Homoskedasticity of the error termsThe term homoskedasticity derives from the Greek words ‘homos’ meaning ‘same’, and ‘skedastikos’, which means ‘scattering’ or ‘dispersion’. Homoskedasticity, therefore, means ‘having the same scatter/variance.’ An important assumption of linear regression is that the error terms have the same variance across all observations. Unequal variance in the error terms is called heteroskedasticity and may be caused due to many reasons like the presence of outliers, or an incorrectly specified model. The below model tries to estimate the amount an individual gives to charity based on her earnings. \(charity\;amount_{i} = \beta _{0}+ \beta_{1}(earnings)_{i}+ \epsilon _{i}\) A person having a low income would likely spend less on charity, as she may struggle to meet her own daily expenses. A person in the medium income group may put aside, say, 10% of her income for charity purposes. What about a person who earns huge amounts of money? You would probably say - it depends on the person’s disposition. This is a typical case of heteroskedasticity. If we run the regression with heteroskedasticity present, the standard errors would be large and the model would have unreliable predictions. Visualizing heteroskedasticity vs homoskedasticityHow to detect homoskedasticity?
The Null hypothesis is that the variance in the two sub-samples is the same. The alternative hypothesis can be increasing, i.e. the variance in the second sample is larger than in the first, or decreasing or two-sided. (Source)
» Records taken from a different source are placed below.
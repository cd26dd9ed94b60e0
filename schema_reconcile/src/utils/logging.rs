//! Logging utilities for schema_reconcile

use std::fs::File;
use std::path::Path;
use tracing::Level;
use tracing_subscriber::{fmt, EnvFilter};

use crate::config::LoggingConfig;
use crate::error::{Error, Result};

/// Parse a level name; unknown names fall back to INFO
pub fn parse_level(level: &str) -> Level {
    match level.to_lowercase().as_str() {
        "trace" => Level::TRACE,
        "debug" => Level::DEBUG,
        "info" => Level::INFO,
        "warn" => Level::WARN,
        "error" => Level::ERROR,
        _ => Level::INFO,
    }
}

/// Build the filter for the crate at `level`, on top of `RUST_LOG`
pub fn env_filter(level: Level) -> Result<EnvFilter> {
    let directive = format!("schema_reconcile={}", level)
        .parse()
        .map_err(|e| Error::ConfigError(format!("Invalid log directive: {}", e)))?;
    Ok(EnvFilter::from_default_env().add_directive(directive))
}

/// Initialize logging based on configuration
pub fn init_logging(config: &Option<LoggingConfig>) -> Result<()> {
    let config = match config {
        Some(cfg) => cfg,
        None => return Ok(()),
    };

    let env_filter = env_filter(parse_level(&config.level))?;
    let json = config.format.eq_ignore_ascii_case("json");

    // A file wins over stdout
    let result = if let Some(file_path) = &config.file {
        if let Some(parent) = Path::new(file_path).parent() {
            std::fs::create_dir_all(parent)?;
        }
        let file = File::create(file_path)?;

        if json {
            let subscriber = fmt::Subscriber::builder()
                .json()
                .with_env_filter(env_filter)
                .with_writer(file)
                .finish();
            tracing::subscriber::set_global_default(subscriber)
        } else {
            let subscriber = fmt::Subscriber::builder()
                .with_env_filter(env_filter)
                .with_ansi(false)
                .with_writer(file)
                .finish();
            tracing::subscriber::set_global_default(subscriber)
        }
    } else if config.stdout {
        if json {
            let subscriber = fmt::Subscriber::builder()
                .json()
                .with_env_filter(env_filter)
                .finish();
            tracing::subscriber::set_global_default(subscriber)
        } else {
            let subscriber = fmt::Subscriber::builder()
                .with_env_filter(env_filter)
                .finish();
            tracing::subscriber::set_global_default(subscriber)
        }
    } else {
        return Ok(());
    };

    result.map_err(|e| Error::ConfigError(format!("Failed to install logger: {}", e)))
}
/// wgpu-based scene renderer.
pub struct WgpuRenderer {
    toon_pipeline: wgpu::RenderPipeline,
    normal_pipeline: wgpu::RenderPipeline,
    points_pipeline: wgpu::RenderPipeline,
    globals_buffer: wgpu::Buffer,
    globals_bind_group: wgpu::BindGroup,
    meshes: Vec<GpuMesh>,
    points_buffer: wgpu::Buffer,
    point_count: u32,
    blit_pipeline: wgpu::RenderPipeline,
    blit_layout: wgpu::BindGroupLayout,
    blit_sampler: wgpu::Sampler,
    target: SceneTarget,
    color_format: wgpu::TextureFormat,
}
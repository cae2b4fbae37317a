use serde::{Deserialize, Serialize};

/// The visible section changed.
#[derive(Debug, Clone, Copy, PartialEq, Eq, Serialize, Deserialize)]
pub struct SectionChange {
    pub from: usize,
    pub to: usize,
}

/// Page scroll over a stack of full-viewport-height sections.
#[derive(Debug, Clone, PartialEq, Serialize, Deserialize)]
pub struct ScrollState {
    scroll_y: f32,
    page_height: f32,
    sections: usize,
    section: usize,
}

impl ScrollState {
    pub fn new(sections: usize, page_height: f32) -> Self {
        Self {
            scroll_y: 0.0,
            page_height: page_height.max(1.0),
            sections: sections.max(1),
            section: 0,
        }
    }

    pub fn scroll_y(&self) -> f32 {
        self.scroll_y
    }

    pub fn page_height(&self) -> f32 {
        self.page_height
    }

    pub fn sections(&self) -> usize {
        self.sections
    }

    /// Index of the section nearest the top of the viewport.
    pub fn section(&self) -> usize {
        self.section
    }

    /// Scroll offset measured in sections (0.0 at the top, 1.0 one page down).
    pub fn progress(&self) -> f32 {
        self.scroll_y / self.page_height
    }

    /// Largest valid scroll offset.
    pub fn max_scroll(&self) -> f32 {
        (self.sections - 1) as f32 * self.page_height
    }

    pub fn set_scroll(&mut self, y: f32) -> Option<SectionChange> {
        self.scroll_y = if y.is_finite() {
            y.clamp(0.0, self.max_scroll())
        } else {
            0.0
        };
        self.update_section()
    }

    pub fn scroll_by(&mut self, dy: f32) -> Option<SectionChange> {
        self.set_scroll(self.scroll_y + dy)
    }

    /// Snap to the section `pages` away from the current one.
    pub fn scroll_pages(&mut self, pages: i32) -> Option<SectionChange> {
        let target = (self.section as i64 + pages as i64).clamp(0, self.sections as i64 - 1);
        self.set_scroll(target as f32 * self.page_height)
    }

    /// Change the page height (viewport resize). The pixel offset is kept, as
    /// a browser keeps `scrollY`, and re-clamped to the new page.
    pub fn resize(&mut self, page_height: f32) -> Option<SectionChange> {
        self.page_height = page_height.max(1.0);
        self.set_scroll(self.scroll_y)
    }

    fn update_section(&mut self) -> Option<SectionChange> {
        let next = ((self.scroll_y / self.page_height).round() as usize).min(self.sections - 1);
        if next == self.section {
            return None;
        }
        let change = SectionChange {
            from: self.section,
            to: next,
        };
        self.section = next;
        tracing::debug!(from = change.from, to = change.to, "section changed");
        Some(change)
    }
}

#[cfg(test)]
mod tests {
    use super::*;

    #[test]
    fn starts_at_first_section() {
        let s = ScrollState::new(3, 720.0);
        assert_eq!(s.section(), 0);
        assert_eq!(s.progress(), 0.0);
        assert_eq!(s.max_scroll(), 1440.0);
    }

    #[test]
    fn section_rounds_to_nearest() {
        let mut s = ScrollState::new(3, 100.0);
        assert_eq!(s.set_scroll(49.0), None);
        assert_eq!(s.set_scroll(50.0), Some(SectionChange { from: 0, to: 1 }));
        assert_eq!(s.set_scroll(140.0), None);
        assert_eq!(s.set_scroll(151.0), Some(SectionChange { from: 1, to: 2 }));
        assert_eq!(s.section(), 2);
    }

    #[test]
    fn change_reported_once_per_transition() {
        let mut s = ScrollState::new(3, 100.0);
        let changes: Vec<_> = (0..=200)
            .step_by(5)
            .filter_map(|y| s.set_scroll(y as f32))
            .collect();
        assert_eq!(
            changes,
            vec![SectionChange { from: 0, to: 1 }, SectionChange { from: 1, to: 2 }]
        );
    }

    #[test]
    fn scroll_is_clamped_to_page() {
        let mut s = ScrollState::new(3, 100.0);
        s.set_scroll(-50.0);
        assert_eq!(s.scroll_y(), 0.0);
        s.set_scroll(10_000.0);
        assert_eq!(s.scroll_y(), 200.0);
        assert_eq!(s.section(), 2);
        s.set_scroll(f32::NAN);
        assert_eq!(s.scroll_y(), 0.0);
    }

    #[test]
    fn scroll_pages_snaps_to_sections() {
        let mut s = ScrollState::new(3, 100.0);
        s.set_scroll(30.0);
        assert_eq!(s.scroll_pages(1), Some(SectionChange { from: 0, to: 1 }));
        assert_eq!(s.scroll_y(), 100.0);
        assert_eq!(s.scroll_pages(5), Some(SectionChange { from: 1, to: 2 }));
        assert_eq!(s.scroll_pages(-9), Some(SectionChange { from: 2, to: 0 }));
        assert_eq!(s.scroll_y(), 0.0);
    }

    #[test]
    fn resize_keeps_pixel_offset() {
        let mut s = ScrollState::new(3, 100.0);
        s.set_scroll(100.0);
        // Taller page: 100px is now less than half a section.
        assert_eq!(s.resize(300.0), Some(SectionChange { from: 1, to: 0 }));
        assert_eq!(s.scroll_y(), 100.0);
        // Shorter page clamps the offset.
        s.set_scroll(600.0);
        s.resize(50.0);
        assert_eq!(s.scroll_y(), 100.0);
        assert_eq!(s.section(), 2);
    }

    #[test]
    fn single_section_page_never_scrolls() {
        let mut s = ScrollState::new(0, 100.0);
        assert_eq!(s.sections(), 1);
        assert_eq!(s.scroll_by(500.0), None);
        assert_eq!(s.scroll_y(), 0.0);
    }
}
This tests the hypothesis that the residual variance does not depend on the variables in \(X\) in the model.
White’s Lagrange Multiplier Test for Heteroskedasticity is more generalized than the Breusch-Pagan test and uses the polynomial and interaction terms of regressors along with them. How to fix it?
Zero conditional mean of the error termsAn important assumption of the classic linear regression model is that the error terms have a conditional mean of zero. For the following relationship: \(Y_{i} = \beta _{0}+ X_{i}+ \epsilon _{i} \qquad(where\; i= 1, 2, 3, ...n)\) This assumption can be expressed in the form of the following equation: \(E(i | Xi) = 0\) This equation means that for any values of the explanatory variables \(X_{1},X_{2},X_{3},...,X_{n}\), the average of the error (which includes the unobserved factors) is zero. So whatever values we select for \(X\), the error term remains completely random. Hence, we cannot get any information about the error term from \(X\). An exogenous variable is one that is not affected by the other variables in the system. On the contrary, \(X_{i}\) will be endogenous when the \(cov(X_{i}, i) ≠ 0\). Suppose we wish to estimate the probability of a person contracting COVID-19 based on the time she spends outside her home. \(probability\;of\;contracting\;infection_{i}=\beta _{0}+ \beta _{1}(time\;spent\;outside\;home)_{i}+\epsilon _{i}\) Now the probability of contracting COVID-19 may also depend on other factors like her profession, daily income, etc. which may be correlated to the time she spends outside home. We can assume that the time spent outside home is affected by daily income, as a daily wage worker or a homeless person would probably spend more time outdoors. So, if you regress the probability of contracting infectionon the time spent outside home, the estimator for the time spent outside home absorbs the effect of daily incomeand you get an overly optimistic estimate of the effect of time spent outside home. This is to say, the effect of time spent outside home on the probability of contracting the infection is (upward) biased because time spent outside home is not exogenous to the probability of getting infected. Such a model can be used for prediction but not for inferring causation. How to detect omitted variable bias?There is no straightforward way to check for omitted variable bias. Intuition is probably the best way to go. However, do check the correlation among the independent variables. How to fix omitted variable bias?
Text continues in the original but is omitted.